━━ Records for this task
//! Parser module for Apache configuration files
//!
//! This module provides the lexer, syntax tree, and parser, plus the
//! evaluation of conditional blocks.

pub mod ast;
pub mod conditions;
pub mod lexer;
pub mod parser;

pub use ast::{Statement, StatementKind};
pub use lexer::{tokenize, LexError, Location, Spanned, Token};
pub use parser::{parse, ParseError, Parser};
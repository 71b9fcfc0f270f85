//! httpdtree Configuration Loader
//!
//! This crate parses Apache configuration files into an
//! [`httpdtree_core::Tree`] and writes edited trees back to disk.
//!
//! # Example
//!
//! ```rust
//! use httpdtree_config::load_str;
//! use httpdtree_core::{ParserConfig, vhost::find_vhosts};
//!
//! let source = r#"
//! <VirtualHost *:443>
//!     ServerName example.com
//!     ServerAlias www.example.com
//! </VirtualHost>
//! "#;
//!
//! let tree = load_str(source, &ParserConfig::default()).unwrap();
//! let vhosts = find_vhosts(&tree, tree.root()).unwrap();
//! assert_eq!(vhosts[0].name.as_deref(), Some("example.com"));
//! assert!(vhosts[0].ssl);
//! ```

pub mod adapter;
pub mod compiler;
pub mod parser;
pub mod render;

pub use adapter::FileStore;
pub use compiler::{compile_into, CompileError};
pub use parser::{parse, tokenize, LexError, Location, ParseError, Statement, StatementKind, Token};
pub use render::{render_children, render_file};

use httpdtree_core::{ParserConfig, Tree};
use std::path::{Path, PathBuf};

/// Full load error
#[derive(Debug, thiserror::Error)]
pub enum LoadError {
    #[error("IO error reading {}: {source}", .path.display())]
    Io {
        path: PathBuf,
        #[source]
        source: std::io::Error,
    },

    #[error("Parse error in {}: {error}", .path.display())]
    Parse {
        path: PathBuf,
        /// File content, kept for diagnostics
        text: String,
        #[source]
        error: ParseError,
    },

    #[error("Parse error: {0}")]
    Source(#[from] ParseError),

    #[error("Compile error: {0}")]
    Compile(#[from] CompileError),
}

/// Parse source text into a fresh tree whose nodes are not backed by a file
pub fn load_str(source: &str, config: &ParserConfig) -> Result<Tree, LoadError> {
    let statements = parse(source)?;
    let mut tree = Tree::new();
    let root = tree.root();
    compile_into(&mut tree, root, &statements, None, config)?;
    mark_loaded(&mut tree)?;
    Ok(tree)
}

/// Load a single configuration file
pub fn load_file(path: impl AsRef<Path>, config: &ParserConfig) -> Result<Tree, LoadError> {
    load_files([path], config)
}

/// Load several files into one tree, in the given order
pub fn load_files<I, P>(paths: I, config: &ParserConfig) -> Result<Tree, LoadError>
where
    I: IntoIterator<Item = P>,
    P: AsRef<Path>,
{
    let mut tree = Tree::new();
    for path in paths {
        append_file(&mut tree, path.as_ref(), config)?;
    }
    mark_loaded(&mut tree)?;
    Ok(tree)
}

/// Parse `path` and append its content under the root of `tree`.
///
/// The new nodes are left dirty; [`load_files`] marks the whole tree clean.
pub fn append_file(tree: &mut Tree, path: &Path, config: &ParserConfig) -> Result<(), LoadError> {
    let source = std::fs::read_to_string(path).map_err(|source| LoadError::Io {
        path: path.to_path_buf(),
        source,
    })?;
    let statements = match parse(&source) {
        Ok(statements) => statements,
        Err(error) => {
            return Err(LoadError::Parse {
                path: path.to_path_buf(),
                text: source,
                error,
            });
        }
    };
    tracing::debug!(
        path = %path.display(),
        statements = parser::ast::count(&statements),
        "parsed configuration file"
    );
    let root = tree.root();
    compile_into(tree, root, &statements, Some(path), config)?;
    Ok(())
}

fn mark_loaded(tree: &mut Tree) -> Result<(), LoadError> {
    let root = tree.root();
    tree.mark_clean(root).map_err(CompileError::from)?;
    Ok(())
}

#[cfg(test)]
mod tests {
    use super::*;
    use httpdtree_core::vhost::find_vhosts;

    const DEFAULT: &str = r#"
<VirtualHost *:80>
    ServerName example.com
    ServerAlias www.example.com
    DocumentRoot /var/www/html
</VirtualHost>
"#;

    const SSL: &str = r#"
<IfModule mod_ssl.c>
    <VirtualHost _default_:443>
        ServerName example.com
        SSLEngine on
    </VirtualHost>
</IfModule>
"#;

    const MACRO: &str = r#"
<Macro VHost $name>
    <VirtualHost *:80>
        ServerName $name
    </VirtualHost>
</Macro>
<VirtualHost *:8080>
    Use VHost example.org
    Macro Placeholder $host
    ServerName $host
</VirtualHost>
"#;

    #[test]
    fn test_load_str_is_clean() {
        let tree = load_str(DEFAULT, &ParserConfig::default()).unwrap();
        let root = tree.root();
        assert!(!tree.is_dirty(root).unwrap());
        assert!(tree.unsaved_files(root).unwrap().is_empty());
        let vhosts = find_vhosts(&tree, root).unwrap();
        assert_eq!(vhosts.len(), 1);
        assert_eq!(vhosts[0].name.as_deref(), Some("example.com"));
        assert!(!vhosts[0].ssl);
    }

    #[test]
    fn test_conditions_follow_modules() {
        let without = load_str(SSL, &ParserConfig::default()).unwrap();
        assert!(find_vhosts(&without, without.root()).unwrap().is_empty());

        let config = ParserConfig {
            modules: vec!["ssl_module".to_string()],
            ..ParserConfig::default()
        };
        let with = load_str(SSL, &config).unwrap();
        let vhosts = find_vhosts(&with, with.root()).unwrap();
        assert_eq!(vhosts.len(), 1);
        assert!(vhosts[0].ssl);
    }

    #[test]
    fn test_macro_vhost() {
        let tree = load_str(MACRO, &ParserConfig::default()).unwrap();
        let vhosts = find_vhosts(&tree, tree.root()).unwrap();
        // The vhost inside the <Macro> definition is found as well
        assert_eq!(vhosts.len(), 2);
        assert!(vhosts.iter().all(|v| v.modmacro));
        assert!(vhosts.iter().all(|v| v.name.is_none() && v.aliases.is_empty()));
    }

    #[test]
    fn test_load_files_tags_origin() {
        let dir = tempfile::tempdir().unwrap();
        let first = dir.path().join("000-default.conf");
        let second = dir.path().join("default-ssl.conf");
        std::fs::write(&first, DEFAULT).unwrap();
        std::fs::write(&second, SSL).unwrap();

        let config = ParserConfig {
            modules: vec!["ssl".to_string()],
            ..ParserConfig::default()
        };
        let tree = load_files([&first, &second], &config).unwrap();
        let vhosts = find_vhosts(&tree, tree.root()).unwrap();
        assert_eq!(vhosts.len(), 2);
        assert_eq!(vhosts[0].filep.as_deref(), Some(first.as_path()));
        assert_eq!(vhosts[1].filep.as_deref(), Some(second.as_path()));
        assert_eq!(tree.file_roots(&second).len(), 1);
    }

    #[test]
    fn test_load_errors() {
        let dir = tempfile::tempdir().unwrap();
        let missing = dir.path().join("missing.conf");
        assert!(matches!(
            load_file(&missing, &ParserConfig::default()),
            Err(LoadError::Io { .. })
        ));

        let broken = dir.path().join("broken.conf");
        std::fs::write(&broken, "<VirtualHost *:80>\n").unwrap();
        match load_file(&broken, &ParserConfig::default()) {
            Err(LoadError::Parse { error, text, .. }) => {
                assert!(matches!(error, ParseError::Unclosed { .. }));
                assert_eq!(text, "<VirtualHost *:80>\n");
            }
            other => panic!("expected a parse error, got {:?}", other),
        }
    }

    #[test]
    fn test_edit_roundtrip_through_files() {
        let dir = tempfile::tempdir().unwrap();
        let path = dir.path().join("site.conf");
        std::fs::write(&path, DEFAULT).unwrap();

        let mut tree = load_file(&path, &ParserConfig::default()).unwrap();
        let root = tree.root();
        let name = tree.find_directives(root, "ServerName", true).unwrap()[0];
        tree.set_parameters(name, ["example.net"]).unwrap();
        let alias = tree.find_directives(root, "ServerAlias", true).unwrap()[0];
        let vhost = tree.ancestor(alias).unwrap().unwrap();
        tree.delete_child(vhost, alias).unwrap();
        tree.save(root, "rename", &mut FileStore::new()).unwrap();

        let reloaded = load_file(&path, &ParserConfig::default()).unwrap();
        let vhosts = find_vhosts(&reloaded, reloaded.root()).unwrap();
        assert_eq!(vhosts[0].name.as_deref(), Some("example.net"));
        assert!(vhosts[0].aliases.is_empty());
    }
}
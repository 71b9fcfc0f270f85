//! Storage adapters

mod file;

pub use file::FileStore;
━━━━
What to produce | Your task is to transcribe, with no changes, only the lines of the listing above that lie between the line holding "pub mod compiler;" and the line holding "the given order", inclusive.

Response to this exercise |
pub mod compiler;
pub mod parser;
pub mod render;

pub use adapter::FileStore;
pub use compiler::{compile_into, CompileError};
pub use parser::{parse, tokenize, LexError, Location, ParseError, Statement, StatementKind, Token};
pub use render::{render_children, render_file};

use httpdtree_core::{ParserConfig, Tree};
use std::path::{Path, PathBuf};

/// Full load error
#[derive(Debug, thiserror::Error)]
pub enum LoadError {
    #[error("IO error reading {}: {source}", .path.display())]
    Io {
        path: PathBuf,
        #[source]
        source: std::io::Error,
    },

    #[error("Parse error in {}: {error}", .path.display())]
    Parse {
        path: PathBuf,
        /// File content, kept for diagnostics
        text: String,
        #[source]
        error: ParseError,
    },

    #[error("Parse error: {0}")]
    Source(#[from] ParseError),

    #[error("Compile error: {0}")]
    Compile(#[from] CompileError),
}

/// Parse source text into a fresh tree whose nodes are not backed by a file
pub fn load_str(source: &str, config: &ParserConfig) -> Result<Tree, LoadError> {
    let statements = parse(source)?;
    let mut tree = Tree::new();
    let root = tree.root();
    compile_into(&mut tree, root, &statements, None, config)?;
    mark_loaded(&mut tree)?;
    Ok(tree)
}

/// Load a single configuration file
pub fn load_file(path: impl AsRef<Path>, config: &ParserConfig) -> Result<Tree, LoadError> {
    load_files([path], config)
}

/// Load several files into one tree, in the given order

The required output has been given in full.